- cross-posted to:
- [email protected]
- cross-posted to:
- [email protected]
BEFORE YOU DOWNVOTE LIKE SHEEPLE, READ THE ARTICLE FIRST AND THEN COMMENT WHY YOU DISAGREE, THEN, AND ONLY THEN, OUGHT YOU DOWNVOTE
We don’t dismiss the reality that, on the scale of U.S. settler colonial violence, even the slightest degree of harm can mean life or death for those most vulnerable. What we assert here is that the entire notion of “voting as harm reduction” obscures and perpetuates settler-colonial violence, there is nothing “less harmful” about it, and there are more effective ways to intervene in its violences.
If you abstain from voting you indicate that you accept the status quo.
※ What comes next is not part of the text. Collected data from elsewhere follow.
#![forbid(unsafe_code)]

//! Relocatable content descriptors.
//!
//! A [`ContentDescriptor`] is the stateless declaration of a block of
//! relocatable content: the function that produces it and the shape of the
//! parameters it takes. It owns no retained state. Descriptors live in a
//! [`DescriptorArena`] and are identified by a [`DescriptorId`], which is
//! the key the relocation pool matches departures and placements on.
//!
//! Registration never deduplicates: two call sites registering identical
//! functions get distinct ids, exactly as two distinct declarations would
//! have distinct identities.
//!
//! # Usage
//!
//! ```
//! use recompose_runtime::descriptor::{DescriptorArena, ParamPacking, ParamShape};
//!
//! let mut arena = DescriptorArena::new();
//! let id = arena.register("row", ParamShape::for_arity(2), |a: u32, b: u32| a + b);
//! let row = arena.get(id).unwrap();
//! assert_eq!(row.shape().packing(), ParamPacking::Pair);
//! assert_eq!((row.content())(1, 2), 3);
//! ```

use std::fmt;

/// Stable identity of a registered descriptor.
#[derive(Debug, Clone, Copy, PartialEq, Eq, Hash, PartialOrd, Ord)]
pub struct DescriptorId(u32);

impl DescriptorId {
    /// Rebuild an id from its raw index.
    #[must_use]
    pub const fn from_raw(raw: u32) -> Self {
        Self(raw)
    }

    /// Raw index.
    #[must_use]
    pub const fn raw(self) -> u32 {
        self.0
    }

    /// Index into per-descriptor tables.
    #[must_use]
    pub const fn index(self) -> usize {
        self.0 as usize
    }
}

impl fmt::Display for DescriptorId {
    fn fmt(&self, f: &mut fmt::Formatter<'_>) -> fmt::Result {
        write!(f, "#{}", self.0)
    }
}

/// How a descriptor's parameters are carried between passes.
#[derive(Debug, Clone, Copy, PartialEq, Eq, Hash)]
pub enum ParamPacking {
    /// No parameters.
    Unit,
    /// A single value, stored as-is.
    Direct,
    /// Two values packed as a pair.
    Pair,
    /// Three values packed as a triple.
    Triple,
    /// Four or more values packed into a boxed slice.
    Boxed,
}

/// Parameter arity and packing of a descriptor.
#[derive(Debug, Clone, Copy, PartialEq, Eq, Hash)]
pub struct ParamShape {
    arity: u8,
    packing: ParamPacking,
}

impl ParamShape {
    /// Shape for `arity` parameters with the packing that arity implies.
    #[must_use]
    pub const fn for_arity(arity: u8) -> Self {
        let packing = match arity {
            0 => ParamPacking::Unit,
            1 => ParamPacking::Direct,
            2 => ParamPacking::Pair,
            3 => ParamPacking::Triple,
            _ => ParamPacking::Boxed,
        };
        Self { arity, packing }
    }

    /// Number of parameters.
    #[must_use]
    pub const fn arity(self) -> u8 {
        self.arity
    }

    /// Packing strategy.
    #[must_use]
    pub const fn packing(self) -> ParamPacking {
        self.packing
    }
}

/// A registered content declaration.
pub struct ContentDescriptor<F> {
    id: DescriptorId,
    name: &'static str,
    shape: ParamShape,
    content: F,
}

impl<F> ContentDescriptor<F> {
    /// Identity used for relocation matching.
    #[must_use]
    pub fn id(&self) -> DescriptorId {
        self.id
    }

    /// Declaration name (diagnostics only; not part of identity).
    #[must_use]
    pub fn name(&self) -> &'static str {
        self.name
    }

    /// Parameter shape.
    #[must_use]
    pub fn shape(&self) -> ParamShape {
        self.shape
    }

    /// The content-producing function.
    #[must_use]
    pub fn content(&self) -> &F {
        &self.content
    }
}

impl<F> fmt::Debug for ContentDescriptor<F> {
    fn fmt(&self, f: &mut fmt::Formatter<'_>) -> fmt::Result {
        f.debug_struct("ContentDescriptor")
            .field("id", &self.id)
            .field("name", &self.name)
            .field("shape", &self.shape)
            .finish_non_exhaustive()
    }
}

/// Owner of every descriptor, handing out stable ids.
pub struct DescriptorArena<F> {
    descriptors: Vec<ContentDescriptor<F>>,
}

impl<F> DescriptorArena<F> {
    /// Create an empty arena.
    #[must_use]
    pub fn new() -> Self {
        Self {
            descriptors: Vec::new(),
        }
    }

    /// Register a declaration and return its identity.
    ///
    /// # Panics
    ///
    /// Panics if more than `u32::MAX` descriptors are registered.
    pub fn register(&mut self, name: &'static str, shape: ParamShape, content: F) -> DescriptorId {
        let raw = u32::try_from(self.descriptors.len()).expect("descriptor arena exhausted");
        let id = DescriptorId(raw);
        self.descriptors.push(ContentDescriptor {
            id,
            name,
            shape,
            content,
        });
        id
    }

    /// Look up a descriptor.
    #[must_use]
    pub fn get(&self, id: DescriptorId) -> Option<&ContentDescriptor<F>> {
        self.descriptors.get(id.index())
    }

    /// Whether `id` was issued by this arena.
    #[must_use]
    pub fn contains(&self, id: DescriptorId) -> bool {
        id.index() < self.descriptors.len()
    }

    /// Number of registered descriptors.
    #[must_use]
    pub fn len(&self) -> usize {
        self.descriptors.len()
    }

    /// Whether nothing is registered.
    #[must_use]
    pub fn is_empty(&self) -> bool {
        self.descriptors.is_empty()
    }

    /// Iterate in registration order.
    pub fn iter(&self) -> impl Iterator<Item = &ContentDescriptor<F>> {
        self.descriptors.iter()
    }
}

impl<F> Default for DescriptorArena<F> {
    fn default() -> Self {
        Self::new()
    }
}

impl<F> fmt::Debug for DescriptorArena<F> {
    fn fmt(&self, f: &mut fmt::Formatter<'_>) -> fmt::Result {
        f.debug_list().entries(self.descriptors.iter()).finish()
    }
}

#[cfg(test)]
mod tests {
    use super::*;

    #[test]
    fn packing_follows_arity() {
        assert_eq!(ParamShape::for_arity(0).packing(), ParamPacking::Unit);
        assert_eq!(ParamShape::for_arity(1).packing(), ParamPacking::Direct);
        assert_eq!(ParamShape::for_arity(2).packing(), ParamPacking::Pair);
        assert_eq!(ParamShape::for_arity(3).packing(), ParamPacking::Triple);
        assert_eq!(ParamShape::for_arity(4).packing(), ParamPacking::Boxed);
        assert_eq!(ParamShape::for_arity(9).arity(), 9);
    }

    #[test]
    fn ids_are_sequential_and_stable() {
        let mut arena: DescriptorArena<fn() -> u8> = DescriptorArena::new();
        let a = arena.register("a", ParamShape::for_arity(0), || 1);
        let b = arena.register("b", ParamShape::for_arity(0), || 2);
        assert_eq!(a.raw(), 0);
        assert_eq!(b.raw(), 1);
        assert_eq!(arena.get(a).unwrap().name(), "a");
        assert_eq!((arena.get(b).unwrap().content())(), 2);
        assert_eq!(arena.len(), 2);
    }

    #[test]
    fn identical_declarations_get_distinct_ids() {
        let mut arena: DescriptorArena<fn() -> u8> = DescriptorArena::new();
        let a = arena.register("same", ParamShape::for_arity(0), || 1);
        let b = arena.register("same", ParamShape::for_arity(0), || 1);
        assert_ne!(a, b);
    }

    #[test]
    fn unknown_id_is_absent() {
        let arena: DescriptorArena<fn()> = DescriptorArena::default();
        assert!(arena.is_empty());
        assert!(arena.get(DescriptorId::from_raw(3)).is_none());
        assert!(!arena.contains(DescriptorId::from_raw(0)));
    }

    #[test]
    fn display_and_debug() {
        let mut arena: DescriptorArena<fn()> = DescriptorArena::new();
        let id = arena.register("card", ParamShape::for_arity(1), || {});
        assert_eq!(id.to_string(), "#0");
        let dbg = format!("{:?}", arena);
        assert!(dbg.contains("card"));
    }
}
If you don’t like the 2 party system, vote for a 3rd party, write in your own name, or leave the ballot blank–if enough people take those actions it indicates to those in power that there is displeasure in what is going on.
If you just stay home it indicates that you don’t care and are not a threat to their reelection campaigns.
Yes, voting is not the most effective form of participation, but you are not limited to only a single form of action. You can both vote and protest, or vote and participate in mutual aid networks.
There are a lot of people in my mutual aid group that don’t vote because they feel it doesn’t matter or isn’t worth it. But in our extended web there’s about 200 people. That’s enough to sway some local seats. If you can cook and serve food or distro supplies for several hours each week, you can commit a couple of minutes to fill out a ballot (especially when there’s a ballot drop box literally across the street from our distro point).
Also there is no faster way to get me to downvote something than to beg that I not downvote. I’ll treat your post on it’s merits, and begging for a specific kind of engagement is a no no.